From the listing that follows, extract every line and set it down unaltered.

| PROVIDED DATA |
◆ ◆ ◆ ◆

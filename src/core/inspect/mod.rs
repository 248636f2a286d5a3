//! Dependency-graph validation: every reference must be resolvable through
//! its ancestor chain, the build graph must be acyclic, and access and scope
//! rules must hold. The inspector never mutates the AST.

use crate::core::annotation::DependencyKind;
use crate::core::diag::SourceFile;
use crate::core::tree::File;
use crate::core::types::Scope;

mod errors;
mod graph;

pub use errors::{GraphErrorCause, InspectorError, InspectorErrorKind};
pub use graph::{Graph, NodeId, ResolvedDependency, TypeEntry, TypeId};

pub struct Inspector<'a> {
    file: &'a SourceFile,
}

impl<'a> Inspector<'a> {
    pub fn new(file: &'a SourceFile) -> Self {
        Inspector { file }
    }

    /// Builds the graph and proves the wiring invariants, failing fast on the
    /// first violation.
    pub fn inspect(&self, ast: &File) -> Result<Graph, InspectorError> {
        let graph = Graph::build(ast).map_err(|detail| {
            InspectorErrorKind::InvalidAst(detail).at(Default::default(), self.file)
        })?;

        self.check_access_levels(&graph)?;
        self.check_resolvability(&graph)?;
        self.check_acyclicity(&graph)?;
        self.check_scope_widths(&graph)?;
        Ok(graph)
    }

    /// A dependency's declared access level must not exceed its enclosing
    /// type's.
    fn check_access_levels(&self, graph: &Graph) -> Result<(), InspectorError> {
        for node in &graph.nodes {
            let enclosing = graph.types[node.declaring_type].access_level;
            if node.access_level.exceeds(enclosing) {
                return Err(self.unresolvable(node));
            }
        }
        Ok(())
    }

    /// Every reference must find an ancestor that registers the name, takes
    /// it as a parameter, or forwards the obligation with its own reference.
    /// Matching is by name first; the type must then agree.
    fn check_resolvability(&self, graph: &Graph) -> Result<(), InspectorError> {
        for node in &graph.nodes {
            if node.kind != DependencyKind::Reference {
                continue;
            }
            // An isolated type is built and satisfied by hand; its references
            // carry no resolution obligation.
            if graph.types[node.declaring_type].is_isolated {
                continue;
            }

            let Some(found) = graph.resolve_through_ancestors(node.declaring_type, &node.name)
            else {
                return Err(self.unresolvable(node));
            };

            let candidate = &graph.nodes[found];
            let matches = match candidate.kind {
                DependencyKind::Registration => {
                    candidate.abstract_type == node.abstract_type
                        || candidate
                            .concrete_type
                            .as_ref()
                            .is_some_and(|c| c.0 == node.abstract_type.0)
                }
                DependencyKind::Parameter | DependencyKind::Reference => {
                    candidate.abstract_type == node.abstract_type
                }
            };
            if !matches {
                return Err(self.unresolvable(node));
            }
        }
        Ok(())
    }

    /// Tarjan SCC over the registration build graph: no component of size
    /// greater than one and no self-loop. The error is reported at the
    /// lexically first node of the offending component.
    fn check_acyclicity(&self, graph: &Graph) -> Result<(), InspectorError> {
        let registrations: Vec<NodeId> = graph.registrations().collect();
        let position: std::collections::HashMap<NodeId, usize> = registrations
            .iter()
            .enumerate()
            .map(|(i, &node)| (node, i))
            .collect();

        // Edges go from a registration to the registrations the type it
        // builds depends on: sibling registrations directly, references via
        // the ancestor chain.
        let mut edges: Vec<Vec<usize>> = vec![Vec::new(); registrations.len()];
        for (from_index, &from) in registrations.iter().enumerate() {
            let Some(target) = graph.target_type(from) else {
                continue;
            };
            for &dep in &graph.by_type[target] {
                match graph.nodes[dep].kind {
                    DependencyKind::Registration => {
                        edges[from_index].push(position[&dep]);
                    }
                    DependencyKind::Reference => {
                        if let Some(resolved) =
                            graph.resolve_through_ancestors(target, &graph.nodes[dep].name)
                            && graph.nodes[resolved].kind == DependencyKind::Registration
                        {
                            edges[from_index].push(position[&resolved]);
                        }
                    }
                    DependencyKind::Parameter => {}
                }
            }
        }

        let components = tarjan_scc(registrations.len(), &edges);
        let mut offending: Option<NodeId> = None;
        for component in components {
            let cyclic = component.len() > 1
                || component
                    .iter()
                    .any(|&v| edges[v].contains(&v));
            if !cyclic {
                continue;
            }
            let first = component
                .iter()
                .map(|&v| registrations[v])
                .min_by_key(|&node| graph.nodes[node].span.start.offset)
                .expect("non-empty component");
            let replace = match offending {
                Some(current) => {
                    graph.nodes[first].span.start.offset
                        < graph.nodes[current].span.start.offset
                }
                None => true,
            };
            if replace {
                offending = Some(first);
            }
        }

        if let Some(node_id) = offending {
            let node = &graph.nodes[node_id];
            return Err(InspectorErrorKind::InvalidGraph {
                name: node.name.clone(),
                ty: node.abstract_type.0.clone(),
                cause: GraphErrorCause::CyclicDependency,
            }
            .at(node.span, self.file));
        }
        Ok(())
    }

    /// A container-lived registration must not capture a transient sibling of
    /// the type it builds: the long-lived instance would silently pin the
    /// transient one. References and parameters resolve at a wider scope or
    /// are caller-supplied, so they are exempt.
    fn check_scope_widths(&self, graph: &Graph) -> Result<(), InspectorError> {
        for from in graph.registrations() {
            let node = &graph.nodes[from];
            if !node.scope.unwrap_or_default().is_container_lived() {
                continue;
            }
            let Some(target) = graph.target_type(from) else {
                continue;
            };
            for &dep in &graph.by_type[target] {
                let dep_node = &graph.nodes[dep];
                if dep_node.kind == DependencyKind::Registration
                    && dep_node.scope == Some(Scope::Transient)
                {
                    return Err(self.unresolvable(node));
                }
            }
        }
        Ok(())
    }

    fn unresolvable(&self, node: &ResolvedDependency) -> InspectorError {
        InspectorErrorKind::InvalidGraph {
            name: node.name.clone(),
            ty: node.abstract_type.0.clone(),
            cause: GraphErrorCause::UnresolvableDependency,
        }
        .at(node.span, self.file)
    }
}

/// Iterative Tarjan strongly-connected-components over an index graph.
fn tarjan_scc(vertex_count: usize, edges: &[Vec<usize>]) -> Vec<Vec<usize>> {
    #[derive(Clone, Copy)]
    struct VertexState {
        index: Option<usize>,
        lowlink: usize,
        on_stack: bool,
    }

    let mut state = vec![
        VertexState {
            index: None,
            lowlink: 0,
            on_stack: false,
        };
        vertex_count
    ];
    let mut stack = Vec::new();
    let mut components = Vec::new();
    let mut next_index = 0;

    // Explicit work stack: (vertex, next edge position to visit).
    for root in 0..vertex_count {
        if state[root].index.is_some() {
            continue;
        }
        let mut work = vec![(root, 0usize)];
        while let Some(&mut (v, ref mut edge_pos)) = work.last_mut() {
            if *edge_pos == 0 {
                state[v].index = Some(next_index);
                state[v].lowlink = next_index;
                next_index += 1;
                stack.push(v);
                state[v].on_stack = true;
            }

            if let Some(&w) = edges[v].get(*edge_pos) {
                *edge_pos += 1;
                match state[w].index {
                    None => work.push((w, 0)),
                    Some(w_index) => {
                        if state[w].on_stack {
                            state[v].lowlink = state[v].lowlink.min(w_index);
                        }
                    }
                }
                continue;
            }

            // All edges of v visited; close out.
            work.pop();
            if let Some(&(parent, _)) = work.last() {
                let v_low = state[v].lowlink;
                state[parent].lowlink = state[parent].lowlink.min(v_low);
            }
            if state[v].index == Some(state[v].lowlink) {
                let mut component = Vec::new();
                loop {
                    let w = stack.pop().expect("tarjan stack underflow");
                    state[w].on_stack = false;
                    component.push(w);
                    if w == v {
                        break;
                    }
                }
                components.push(component);
            }
        }
    }
    components
}

#[cfg(test)]
#[path = "../../tests/t_inspector.rs"]
mod tests;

◆ ◆ ◆ ◆

| RESPONSE |
filename src/core/inspect/mod.rs
repository 248636f2a286d5a3
//! Dependency-graph validation: every reference must be resolvable through
//! its ancestor chain, the build graph must be acyclic, and access and scope
//! rules must hold. The inspector never mutates the AST.

use crate::core::annotation::DependencyKind;
use crate::core::diag::SourceFile;
use crate::core::tree::File;
use crate::core::types::Scope;

mod errors;
mod graph;

pub use errors::{GraphErrorCause, InspectorError, InspectorErrorKind};
pub use graph::{Graph, NodeId, ResolvedDependency, TypeEntry, TypeId};

pub struct Inspector<'a> {
    file: &'a SourceFile,
}

impl<'a> Inspector<'a> {
    pub fn new(file: &'a SourceFile) -> Self {
        Inspector { file }
    }

    /// Builds the graph and proves the wiring invariants, failing fast on the
    /// first violation.
    pub fn inspect(&self, ast: &File) -> Result<Graph, InspectorError> {
        let graph = Graph::build(ast).map_err(|detail| {
            InspectorErrorKind::InvalidAst(detail).at(Default::default(), self.file)
        })?;

        self.check_access_levels(&graph)?;
        self.check_resolvability(&graph)?;
        self.check_acyclicity(&graph)?;
        self.check_scope_widths(&graph)?;
        Ok(graph)
    }

    /// A dependency's declared access level must not exceed its enclosing
    /// type's.
    fn check_access_levels(&self, graph: &Graph) -> Result<(), InspectorError> {
        for node in &graph.nodes {
            let enclosing = graph.types[node.declaring_type].access_level;
            if node.access_level.exceeds(enclosing) {
                return Err(self.unresolvable(node));
            }
        }
        Ok(())
    }

    /// Every reference must find an ancestor that registers the name, takes
    /// it as a parameter, or forwards the obligation with its own reference.
    /// Matching is by name first; the type must then agree.
    fn check_resolvability(&self, graph: &Graph) -> Result<(), InspectorError> {
        for node in &graph.nodes {
            if node.kind != DependencyKind::Reference {
                continue;
            }
            // An isolated type is built and satisfied by hand; its references
            // carry no resolution obligation.
            if graph.types[node.declaring_type].is_isolated {
                continue;
            }

            let Some(found) = graph.resolve_through_ancestors(node.declaring_type, &node.name)
            else {
                return Err(self.unresolvable(node));
            };

            let candidate = &graph.nodes[found];
            let matches = match candidate.kind {
                DependencyKind::Registration => {
                    candidate.abstract_type == node.abstract_type
                        || candidate
                            .concrete_type
                            .as_ref()
                            .is_some_and(|c| c.0 == node.abstract_type.0)
                }
                DependencyKind::Parameter | DependencyKind::Reference => {
                    candidate.abstract_type == node.abstract_type
                }
            };
            if !matches {
                return Err(self.unresolvable(node));
            }
        }
        Ok(())
    }

    /// Tarjan SCC over the registration build graph: no component of size
    /// greater than one and no self-loop. The error is reported at the
    /// lexically first node of the offending component.
    fn check_acyclicity(&self, graph: &Graph) -> Result<(), InspectorError> {
        let registrations: Vec<NodeId> = graph.registrations().collect();
        let position: std::collections::HashMap<NodeId, usize> = registrations
            .iter()
            .enumerate()
            .map(|(i, &node)| (node, i))
            .collect();

        // Edges go from a registration to the registrations the type it
        // builds depends on: sibling registrations directly, references via
        // the ancestor chain.
        let mut edges: Vec<Vec<usize>> = vec![Vec::new(); registrations.len()];
        for (from_index, &from) in registrations.iter().enumerate() {
            let Some(target) = graph.target_type(from) else {
                continue;
            };
            for &dep in &graph.by_type[target] {
                match graph.nodes[dep].kind {
                    DependencyKind::Registration => {
                        edges[from_index].push(position[&dep]);
                    }
                    DependencyKind::Reference => {
                        if let Some(resolved) =
                            graph.resolve_through_ancestors(target, &graph.nodes[dep].name)
                            && graph.nodes[resolved].kind == DependencyKind::Registration
                        {
                            edges[from_index].push(position[&resolved]);
                        }
                    }
                    DependencyKind::Parameter => {}
                }
            }
        }

        let components = tarjan_scc(registrations.len(), &edges);
        let mut offending: Option<NodeId> = None;
        for component in components {
            let cyclic = component.len() > 1
                || component
                    .iter()
                    .any(|&v| edges[v].contains(&v));
            if !cyclic {
                continue;
            }
            let first = component
                .iter()
                .map(|&v| registrations[v])
                .min_by_key(|&node| graph.nodes[node].span.start.offset)
                .expect("non-empty component");
            let replace = match offending {
                Some(current) => {
                    graph.nodes[first].span.start.offset
                        < graph.nodes[current].span.start.offset
                }
                None => true,
            };
            if replace {
                offending = Some(first);
            }
        }

        if let Some(node_id) = offending {
            let node = &graph.nodes[node_id];
            return Err(InspectorErrorKind::InvalidGraph {
                name: node.name.clone(),
                ty: node.abstract_type.0.clone(),
                cause: GraphErrorCause::CyclicDependency,
            }
            .at(node.span, self.file));
        }
        Ok(())
    }

    /// A container-lived registration must not capture a transient sibling of
    /// the type it builds: the long-lived instance would silently pin the
    /// transient one. References and parameters resolve at a wider scope or
    /// are caller-supplied, so they are exempt.
    fn check_scope_widths(&self, graph: &Graph) -> Result<(), InspectorError> {
        for from in graph.registrations() {
            let node = &graph.nodes[from];
            if !node.scope.unwrap_or_default().is_container_lived() {
                continue;
            }
            let Some(target) = graph.target_type(from) else {
                continue;
            };
            for &dep in &graph.by_type[target] {
                let dep_node = &graph.nodes[dep];
                if dep_node.kind == DependencyKind::Registration
                    && dep_node.scope == Some(Scope::Transient)
                {
                    return Err(self.unresolvable(node));
                }
            }
        }
        Ok(())
    }

    fn unresolvable(&self, node: &ResolvedDependency) -> InspectorError {
        InspectorErrorKind::InvalidGraph {
            name: node.name.clone(),
            ty: node.abstract_type.0.clone(),
            cause: GraphErrorCause::UnresolvableDependency,
        }
        .at(node.span, self.file)
    }
}

/// Iterative Tarjan strongly-connected-components over an index graph.
fn tarjan_scc(vertex_count: usize, edges: &[Vec<usize>]) -> Vec<Vec<usize>> {
    #[derive(Clone, Copy)]
    struct VertexState {
        index: Option<usize>,
        lowlink: usize,
        on_stack: bool,
    }

    let mut state = vec![
        VertexState {
            index: None,
            lowlink: 0,
            on_stack: false,
        };
        vertex_count
    ];
    let mut stack = Vec::new();
    let mut components = Vec::new();
    let mut next_index = 0;

    // Explicit work stack: (vertex, next edge position to visit).
    for root in 0..vertex_count {
        if state[root].index.is_some() {
            continue;
        }
        let mut work = vec![(root, 0usize)];
        while let Some(&mut (v, ref mut edge_pos)) = work.last_mut() {
            if *edge_pos == 0 {
                state[v].index = Some(next_index);
                state[v].lowlink = next_index;
                next_index += 1;
                stack.push(v);
                state[v].on_stack = true;
            }

            if let Some(&w) = edges[v].get(*edge_pos) {
                *edge_pos += 1;
                match state[w].index {
                    None => work.push((w, 0)),
                    Some(w_index) => {
                        if state[w].on_stack {
                            state[v].lowlink = state[v].lowlink.min(w_index);
                        }
                    }
                }
                continue;
            }

            // All edges of v visited; close out.
            work.pop();
            if let Some(&(parent, _)) = work.last() {
                let v_low = state[v].lowlink;
                state[parent].lowlink = state[parent].lowlink.min(v_low);
            }
            if state[v].index == Some(state[v].lowlink) {
                let mut component = Vec::new();
                loop {
                    let w = stack.pop().expect("tarjan stack underflow");
                    state[w].on_stack = false;
                    component.push(w);
                    if w == v {
                        break;
                    }
                }
                components.push(component);
            }
        }
    }
    components
}

#[cfg(test)]
#[path = "../../tests/t_inspector.rs"]
mod tests;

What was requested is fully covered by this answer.